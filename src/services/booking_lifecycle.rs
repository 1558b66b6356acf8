//! Máquina de estados de la reserva
//!
//! Lógica de decisión pura del ciclo de vida: dado el estado actual, la
//! identidad/rol del usuario que actúa y la operación, decide el estado
//! siguiente, el resultado de autorización y la observación a persistir.
//! No toca la base de datos, así que se puede testear aislada.
//!
//! Grafo de estados permitido:
//!   reservado -> confirmado -> finalizado
//!   reservado -> cancelado
//! Una reserva confirmada no puede cancelarse (política heredada del
//! sistema original, ver DESIGN.md).

use chrono::{DateTime, Utc};

use crate::models::booking::{Booking, BookingStatus};
use crate::models::user::{User, UserRole};
use crate::utils::errors::AppError;

/// Acciones de transición que comparten la regla de autorización
/// dueño-o-admin
#[derive(Debug, Clone, Copy, PartialEq, Eq)]
pub enum LifecycleAction {
    Cancel,
    Confirm,
    Finish,
}

impl LifecycleAction {
    /// Aplica la acción sobre el estado actual.
    ///
    /// Los guards se evalúan en orden fijo y gana el primero que aplica:
    /// cancelado y finalizado se rechazan siempre antes de mirar la
    /// acción concreta.
    pub fn apply(&self, status: BookingStatus) -> Result<BookingStatus, AppError> {
        match status {
            BookingStatus::Cancelled => Err(AppError::BookingAlreadyCancelled),
            BookingStatus::Finished => Err(AppError::BookingAlreadyFinished),
            BookingStatus::Confirmed => match self {
                LifecycleAction::Finish => Ok(BookingStatus::Finished),
                // Confirmada equivale a "ya empezó": ni cancelar ni reconfirmar
                LifecycleAction::Cancel | LifecycleAction::Confirm => {
                    Err(AppError::BookingAlreadyStarted)
                }
            },
            BookingStatus::Reserved => match self {
                LifecycleAction::Cancel => Ok(BookingStatus::Cancelled),
                LifecycleAction::Confirm => Ok(BookingStatus::Confirmed),
                LifecycleAction::Finish => Err(AppError::BookingNotStarted),
            },
        }
    }

    /// Observación de auditoría que se escribe al completar la transición.
    /// El admin/user del texto sale del rol de quien actúa, no del dueño.
    pub fn observation(&self, role: UserRole) -> String {
        let verb = match self {
            LifecycleAction::Cancel => "cancelled",
            LifecycleAction::Confirm => "confirmed",
            LifecycleAction::Finish => "finished",
        };
        format!("Booking {} by {}", verb, role.actor_label())
    }
}

/// Solape de la ventana semiabierta [existing_start, existing_end) de
/// una reserva contra la ventana consultada [from, to). Es la misma
/// condición que ejecuta el SQL de disponibilidad
/// (start_date < to AND end_date > from): tocar el borde no solapa.
pub fn windows_overlap(
    existing_start: DateTime<Utc>,
    existing_end: DateTime<Utc>,
    from: DateTime<Utc>,
    to: DateTime<Utc>,
) -> bool {
    existing_start < to && existing_end > from
}

/// Autorización de cancel/confirm/finish: dueño de la reserva o admin
pub fn can_manage(booking: &Booking, user: &User) -> bool {
    booking.user_id == user.id || user.role == UserRole::Admin
}

/// Autorización de feedback/rating/mensajes: tiene que ser el dueño Y
/// tener rol client. Un admin nunca puede, ni sobre reservas ajenas ni
/// sobre las propias.
pub fn is_owning_client(booking: &Booking, user: &User) -> bool {
    booking.user_id == user.id && user.role == UserRole::Client
}

/// Guard de estado compartido por feedback y rating: solo sobre reservas
/// finalizadas, con un error distinto según lo lejos que esté de serlo
pub fn require_finished(status: BookingStatus) -> Result<(), AppError> {
    match status {
        BookingStatus::Reserved => Err(AppError::BookingNotStarted),
        BookingStatus::Confirmed => Err(AppError::BookingNotFinished),
        BookingStatus::Cancelled => Err(AppError::BookingAlreadyCancelled),
        BookingStatus::Finished => Ok(()),
    }
}

/// Guard de feedback único: rechaza si ya hay un feedback no vacío.
/// El rating no tiene guard equivalente y es sobrescribible; asimetría
/// heredada a propósito.
pub fn require_no_feedback(booking: &Booking) -> Result<(), AppError> {
    match booking.feedback.as_deref() {
        Some(feedback) if !feedback.is_empty() => Err(AppError::BookingAlreadyHaveFeedback),
        _ => Ok(()),
    }
}

#[cfg(test)]
mod tests {
    use super::*;
    use chrono::{TimeZone, Utc};
    use uuid::Uuid;

    fn client(id: Uuid) -> User {
        User::new(
            format!("{}@test.com", id),
            "Cliente Test".to_string(),
            "secret".to_string(),
            id.to_string(),
        )
    }

    fn admin() -> User {
        let mut user = client(Uuid::new_v4());
        user.role = UserRole::Admin;
        user
    }

    fn booking_for(user_id: Uuid, status: BookingStatus) -> Booking {
        let start = Utc.with_ymd_and_hms(2024, 6, 1, 10, 0, 0).unwrap();
        let end = Utc.with_ymd_and_hms(2024, 6, 1, 18, 0, 0).unwrap();
        let mut booking = Booking::new(
            user_id,
            Uuid::new_v4(),
            start,
            end,
            "aeropuerto".to_string(),
            "centro".to_string(),
            9.5,
        );
        booking.status = status;
        booking
    }

    #[test]
    fn test_cancel_only_from_reserved() {
        let cancel = LifecycleAction::Cancel;

        assert_eq!(cancel.apply(BookingStatus::Reserved).unwrap(), BookingStatus::Cancelled);
        assert!(matches!(
            cancel.apply(BookingStatus::Confirmed),
            Err(AppError::BookingAlreadyStarted)
        ));
        assert!(matches!(
            cancel.apply(BookingStatus::Cancelled),
            Err(AppError::BookingAlreadyCancelled)
        ));
        assert!(matches!(
            cancel.apply(BookingStatus::Finished),
            Err(AppError::BookingAlreadyFinished)
        ));
    }

    #[test]
    fn test_confirm_only_from_reserved() {
        let confirm = LifecycleAction::Confirm;

        assert_eq!(confirm.apply(BookingStatus::Reserved).unwrap(), BookingStatus::Confirmed);
        assert!(matches!(
            confirm.apply(BookingStatus::Confirmed),
            Err(AppError::BookingAlreadyStarted)
        ));
        assert!(matches!(
            confirm.apply(BookingStatus::Cancelled),
            Err(AppError::BookingAlreadyCancelled)
        ));
        assert!(matches!(
            confirm.apply(BookingStatus::Finished),
            Err(AppError::BookingAlreadyFinished)
        ));
    }

    #[test]
    fn test_finish_only_from_confirmed() {
        let finish = LifecycleAction::Finish;

        assert_eq!(finish.apply(BookingStatus::Confirmed).unwrap(), BookingStatus::Finished);
        assert!(matches!(
            finish.apply(BookingStatus::Reserved),
            Err(AppError::BookingNotStarted)
        ));
        assert!(matches!(
            finish.apply(BookingStatus::Cancelled),
            Err(AppError::BookingAlreadyCancelled)
        ));
        assert!(matches!(
            finish.apply(BookingStatus::Finished),
            Err(AppError::BookingAlreadyFinished)
        ));
    }

    #[test]
    fn test_no_other_edges_exist() {
        // Barrido completo: de cada estado solo salen las aristas
        // reservado->{confirmado,cancelado} y confirmado->finalizado
        let all = [
            BookingStatus::Reserved,
            BookingStatus::Confirmed,
            BookingStatus::Cancelled,
            BookingStatus::Finished,
        ];
        let actions = [
            LifecycleAction::Cancel,
            LifecycleAction::Confirm,
            LifecycleAction::Finish,
        ];

        for status in all {
            for action in actions {
                if let Ok(next) = action.apply(status) {
                    let valid = matches!(
                        (status, next),
                        (BookingStatus::Reserved, BookingStatus::Confirmed)
                            | (BookingStatus::Reserved, BookingStatus::Cancelled)
                            | (BookingStatus::Confirmed, BookingStatus::Finished)
                    );
                    assert!(valid, "transición inesperada {:?} -> {:?}", status, next);
                }
            }
        }
    }

    #[test]
    fn test_observation_follows_acting_role() {
        assert_eq!(
            LifecycleAction::Confirm.observation(UserRole::Admin),
            "Booking confirmed by admin"
        );
        assert_eq!(
            LifecycleAction::Cancel.observation(UserRole::Client),
            "Booking cancelled by user"
        );
        assert_eq!(
            LifecycleAction::Finish.observation(UserRole::Admin),
            "Booking finished by admin"
        );
    }

    #[test]
    fn test_owner_or_admin_can_manage() {
        let owner = client(Uuid::new_v4());
        let stranger = client(Uuid::new_v4());
        let admin = admin();
        let booking = booking_for(owner.id, BookingStatus::Reserved);

        assert!(can_manage(&booking, &owner));
        assert!(can_manage(&booking, &admin));
        assert!(!can_manage(&booking, &stranger));
    }

    #[test]
    fn test_feedback_requires_owning_client() {
        let owner = client(Uuid::new_v4());
        let stranger = client(Uuid::new_v4());
        let admin = admin();
        let booking = booking_for(owner.id, BookingStatus::Finished);

        assert!(is_owning_client(&booking, &owner));
        assert!(!is_owning_client(&booking, &stranger));
        // Un admin no puede dejar feedback, ni siquiera en reservas ajenas
        assert!(!is_owning_client(&booking, &admin));

        // Tampoco un admin dueño de su propia reserva
        let own_booking = booking_for(admin.id, BookingStatus::Finished);
        assert!(!is_owning_client(&own_booking, &admin));
    }

    #[test]
    fn test_require_finished_guard_order() {
        assert!(matches!(
            require_finished(BookingStatus::Reserved),
            Err(AppError::BookingNotStarted)
        ));
        assert!(matches!(
            require_finished(BookingStatus::Confirmed),
            Err(AppError::BookingNotFinished)
        ));
        assert!(matches!(
            require_finished(BookingStatus::Cancelled),
            Err(AppError::BookingAlreadyCancelled)
        ));
        assert!(require_finished(BookingStatus::Finished).is_ok());
    }

    #[test]
    fn test_windows_overlap_boundaries() {
        let start = Utc.with_ymd_and_hms(2024, 1, 10, 0, 0, 0).unwrap();
        let end = Utc.with_ymd_and_hms(2024, 1, 12, 0, 0, 0).unwrap();

        // Ventana que cae dentro de la reserva: solapa
        let from = Utc.with_ymd_and_hms(2024, 1, 11, 0, 0, 0).unwrap();
        let to = Utc.with_ymd_and_hms(2024, 1, 13, 0, 0, 0).unwrap();
        assert!(windows_overlap(start, end, from, to));

        // Ventana que empieza justo cuando termina la reserva: el borde
        // compartido no cuenta como solape
        let from = Utc.with_ymd_and_hms(2024, 1, 12, 0, 0, 0).unwrap();
        assert!(!windows_overlap(start, end, from, to));

        // Simétrico: ventana que termina justo cuando empieza la reserva
        let from = Utc.with_ymd_and_hms(2024, 1, 8, 0, 0, 0).unwrap();
        assert!(!windows_overlap(start, end, from, start));
    }

    #[test]
    fn test_rating_overwritable_unlike_feedback() {
        let owner = client(Uuid::new_v4());
        let mut booking = booking_for(owner.id, BookingStatus::Finished);
        booking.rating = Some(4);
        booking.feedback = Some("great".to_string());

        // Los guards de puntuar son dueño-client + reserva finalizada;
        // un rating ya presente no bloquea repuntuar
        assert!(is_owning_client(&booking, &owner));
        assert!(require_finished(booking.status).is_ok());

        // El feedback de la misma reserva sí queda bloqueado
        assert!(matches!(
            require_no_feedback(&booking),
            Err(AppError::BookingAlreadyHaveFeedback)
        ));
    }

    #[test]
    fn test_feedback_settable_once() {
        let owner = client(Uuid::new_v4());
        let mut booking = booking_for(owner.id, BookingStatus::Finished);

        assert!(require_no_feedback(&booking).is_ok());

        // Un feedback vacío no cuenta como existente
        booking.feedback = Some(String::new());
        assert!(require_no_feedback(&booking).is_ok());

        booking.feedback = Some("great".to_string());
        assert!(matches!(
            require_no_feedback(&booking),
            Err(AppError::BookingAlreadyHaveFeedback)
        ));
    }
}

**EXERCISE BRIEF:**
Extract the first line above and each line after it up to and including the one with "BookingStatus::Reserved => match", please, exactly and with nothing else.

**RESPONSE TO THE TASK:**
filename src/services/booking_lifecycle.rs
repository 1558b66b6356acf8
//! Máquina de estados de la reserva
//!
//! Lógica de decisión pura del ciclo de vida: dado el estado actual, la
//! identidad/rol del usuario que actúa y la operación, decide el estado
//! siguiente, el resultado de autorización y la observación a persistir.
//! No toca la base de datos, así que se puede testear aislada.
//!
//! Grafo de estados permitido:
//!   reservado -> confirmado -> finalizado
//!   reservado -> cancelado
//! Una reserva confirmada no puede cancelarse (política heredada del
//! sistema original, ver DESIGN.md).

use chrono::{DateTime, Utc};

use crate::models::booking::{Booking, BookingStatus};
use crate::models::user::{User, UserRole};
use crate::utils::errors::AppError;

/// Acciones de transición que comparten la regla de autorización
/// dueño-o-admin
#[derive(Debug, Clone, Copy, PartialEq, Eq)]
pub enum LifecycleAction {
    Cancel,
    Confirm,
    Finish,
}

impl LifecycleAction {
    /// Aplica la acción sobre el estado actual.
    ///
    /// Los guards se evalúan en orden fijo y gana el primero que aplica:
    /// cancelado y finalizado se rechazan siempre antes de mirar la
    /// acción concreta.
    pub fn apply(&self, status: BookingStatus) -> Result<BookingStatus, AppError> {
        match status {
            BookingStatus::Cancelled => Err(AppError::BookingAlreadyCancelled),
            BookingStatus::Finished => Err(AppError::BookingAlreadyFinished),
            BookingStatus::Confirmed => match self {
                LifecycleAction::Finish => Ok(BookingStatus::Finished),
                // Confirmada equivale a "ya empezó": ni cancelar ni reconfirmar
                LifecycleAction::Cancel | LifecycleAction::Confirm => {
                    Err(AppError::BookingAlreadyStarted)
                }
            },
            BookingStatus::Reserved => match self {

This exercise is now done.